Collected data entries
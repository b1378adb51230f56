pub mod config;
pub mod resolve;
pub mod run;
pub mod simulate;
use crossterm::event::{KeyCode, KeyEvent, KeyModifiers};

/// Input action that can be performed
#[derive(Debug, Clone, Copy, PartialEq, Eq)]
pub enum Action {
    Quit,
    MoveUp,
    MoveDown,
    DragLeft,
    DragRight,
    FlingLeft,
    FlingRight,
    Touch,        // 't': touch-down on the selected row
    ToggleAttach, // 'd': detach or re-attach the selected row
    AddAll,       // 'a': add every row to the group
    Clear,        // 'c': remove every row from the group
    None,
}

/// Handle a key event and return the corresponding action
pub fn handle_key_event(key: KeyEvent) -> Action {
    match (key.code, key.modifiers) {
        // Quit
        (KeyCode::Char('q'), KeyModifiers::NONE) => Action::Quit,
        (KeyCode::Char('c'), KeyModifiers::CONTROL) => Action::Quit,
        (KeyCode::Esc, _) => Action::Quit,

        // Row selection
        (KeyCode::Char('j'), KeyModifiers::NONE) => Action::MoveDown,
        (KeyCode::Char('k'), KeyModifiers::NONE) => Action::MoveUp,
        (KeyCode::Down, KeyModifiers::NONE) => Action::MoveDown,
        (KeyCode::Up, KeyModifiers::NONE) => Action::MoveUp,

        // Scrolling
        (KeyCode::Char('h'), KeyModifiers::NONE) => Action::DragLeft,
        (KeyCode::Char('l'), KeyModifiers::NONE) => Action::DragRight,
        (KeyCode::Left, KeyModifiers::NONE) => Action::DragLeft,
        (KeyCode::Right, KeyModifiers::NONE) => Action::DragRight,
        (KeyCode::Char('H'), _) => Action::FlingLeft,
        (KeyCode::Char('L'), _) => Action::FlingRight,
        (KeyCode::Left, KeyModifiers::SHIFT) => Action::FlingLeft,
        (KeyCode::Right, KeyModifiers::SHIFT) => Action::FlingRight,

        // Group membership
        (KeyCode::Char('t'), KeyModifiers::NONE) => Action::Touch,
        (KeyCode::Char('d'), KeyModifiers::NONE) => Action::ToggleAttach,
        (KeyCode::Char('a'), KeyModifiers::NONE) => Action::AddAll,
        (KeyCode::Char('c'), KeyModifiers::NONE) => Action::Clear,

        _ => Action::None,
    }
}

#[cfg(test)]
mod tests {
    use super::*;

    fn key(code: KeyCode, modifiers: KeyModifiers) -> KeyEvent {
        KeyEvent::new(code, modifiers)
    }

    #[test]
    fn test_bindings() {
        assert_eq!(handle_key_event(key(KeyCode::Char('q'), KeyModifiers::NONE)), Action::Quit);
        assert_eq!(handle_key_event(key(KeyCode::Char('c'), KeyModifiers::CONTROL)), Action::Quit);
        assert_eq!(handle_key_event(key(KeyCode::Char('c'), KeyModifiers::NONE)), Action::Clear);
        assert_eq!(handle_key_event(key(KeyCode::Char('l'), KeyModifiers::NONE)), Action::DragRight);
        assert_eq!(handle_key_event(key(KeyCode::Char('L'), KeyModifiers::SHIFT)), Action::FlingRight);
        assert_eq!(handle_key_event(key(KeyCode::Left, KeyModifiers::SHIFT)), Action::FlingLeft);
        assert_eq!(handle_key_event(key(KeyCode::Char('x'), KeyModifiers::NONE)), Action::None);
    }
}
==
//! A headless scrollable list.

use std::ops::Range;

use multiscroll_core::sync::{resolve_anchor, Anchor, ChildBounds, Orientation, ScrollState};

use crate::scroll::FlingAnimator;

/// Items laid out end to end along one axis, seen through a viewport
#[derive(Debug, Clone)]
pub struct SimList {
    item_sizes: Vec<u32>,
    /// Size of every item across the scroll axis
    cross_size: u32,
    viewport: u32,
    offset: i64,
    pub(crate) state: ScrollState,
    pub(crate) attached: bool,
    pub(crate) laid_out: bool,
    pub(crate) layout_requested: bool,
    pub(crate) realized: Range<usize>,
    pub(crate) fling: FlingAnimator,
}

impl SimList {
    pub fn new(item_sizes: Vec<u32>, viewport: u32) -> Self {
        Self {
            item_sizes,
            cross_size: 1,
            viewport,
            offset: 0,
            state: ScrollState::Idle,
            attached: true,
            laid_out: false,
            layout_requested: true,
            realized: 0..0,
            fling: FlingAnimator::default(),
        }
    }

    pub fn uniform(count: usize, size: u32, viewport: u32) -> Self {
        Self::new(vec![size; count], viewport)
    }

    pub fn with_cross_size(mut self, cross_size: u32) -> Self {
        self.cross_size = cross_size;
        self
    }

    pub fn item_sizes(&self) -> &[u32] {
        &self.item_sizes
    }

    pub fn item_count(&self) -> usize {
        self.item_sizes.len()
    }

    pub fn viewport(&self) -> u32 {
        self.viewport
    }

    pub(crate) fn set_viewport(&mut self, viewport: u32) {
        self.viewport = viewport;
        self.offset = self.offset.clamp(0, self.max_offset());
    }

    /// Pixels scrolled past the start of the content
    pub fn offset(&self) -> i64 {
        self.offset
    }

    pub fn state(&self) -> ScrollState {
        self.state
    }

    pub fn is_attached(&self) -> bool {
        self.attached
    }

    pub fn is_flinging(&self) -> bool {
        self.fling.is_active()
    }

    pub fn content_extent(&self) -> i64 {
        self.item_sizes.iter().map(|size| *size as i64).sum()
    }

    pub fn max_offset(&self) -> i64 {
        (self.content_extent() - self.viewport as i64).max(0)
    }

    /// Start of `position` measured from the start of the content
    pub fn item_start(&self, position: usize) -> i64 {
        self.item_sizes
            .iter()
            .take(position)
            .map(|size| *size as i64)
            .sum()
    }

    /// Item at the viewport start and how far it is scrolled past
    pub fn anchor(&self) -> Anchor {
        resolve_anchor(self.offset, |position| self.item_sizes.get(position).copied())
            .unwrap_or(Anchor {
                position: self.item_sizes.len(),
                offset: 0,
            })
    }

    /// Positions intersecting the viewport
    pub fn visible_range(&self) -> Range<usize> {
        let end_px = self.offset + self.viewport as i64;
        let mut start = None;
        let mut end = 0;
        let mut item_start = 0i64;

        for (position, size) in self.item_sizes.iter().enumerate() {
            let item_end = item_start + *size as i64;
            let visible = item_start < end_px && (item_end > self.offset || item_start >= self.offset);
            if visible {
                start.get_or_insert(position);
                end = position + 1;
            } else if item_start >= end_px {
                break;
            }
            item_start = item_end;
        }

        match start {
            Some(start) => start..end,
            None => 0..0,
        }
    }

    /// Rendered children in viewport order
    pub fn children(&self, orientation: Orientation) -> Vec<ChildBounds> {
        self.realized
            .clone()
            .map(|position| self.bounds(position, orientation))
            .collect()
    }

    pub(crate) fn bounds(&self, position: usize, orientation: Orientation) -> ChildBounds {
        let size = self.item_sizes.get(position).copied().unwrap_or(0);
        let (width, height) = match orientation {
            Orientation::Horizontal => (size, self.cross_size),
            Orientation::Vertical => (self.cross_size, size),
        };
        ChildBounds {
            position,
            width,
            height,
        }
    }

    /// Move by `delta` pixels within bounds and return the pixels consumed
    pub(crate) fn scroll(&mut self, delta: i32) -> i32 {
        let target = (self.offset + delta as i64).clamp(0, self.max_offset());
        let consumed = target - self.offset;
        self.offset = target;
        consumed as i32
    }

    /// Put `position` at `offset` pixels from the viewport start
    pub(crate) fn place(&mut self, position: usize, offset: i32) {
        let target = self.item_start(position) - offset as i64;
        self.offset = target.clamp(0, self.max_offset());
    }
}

What the exercise asks
The required answer is the exact run of lines above starting at the line with "repository b1378adb51230f56" and ending at the line with "on the selected row", with both ends present.

Response
repository b1378adb51230f56
pub mod config;
pub mod resolve;
pub mod run;
pub mod simulate;
use crossterm::event::{KeyCode, KeyEvent, KeyModifiers};

/// Input action that can be performed
#[derive(Debug, Clone, Copy, PartialEq, Eq)]
pub enum Action {
    Quit,
    MoveUp,
    MoveDown,
    DragLeft,
    DragRight,
    FlingLeft,
    FlingRight,
    Touch,        // 't': touch-down on the selected row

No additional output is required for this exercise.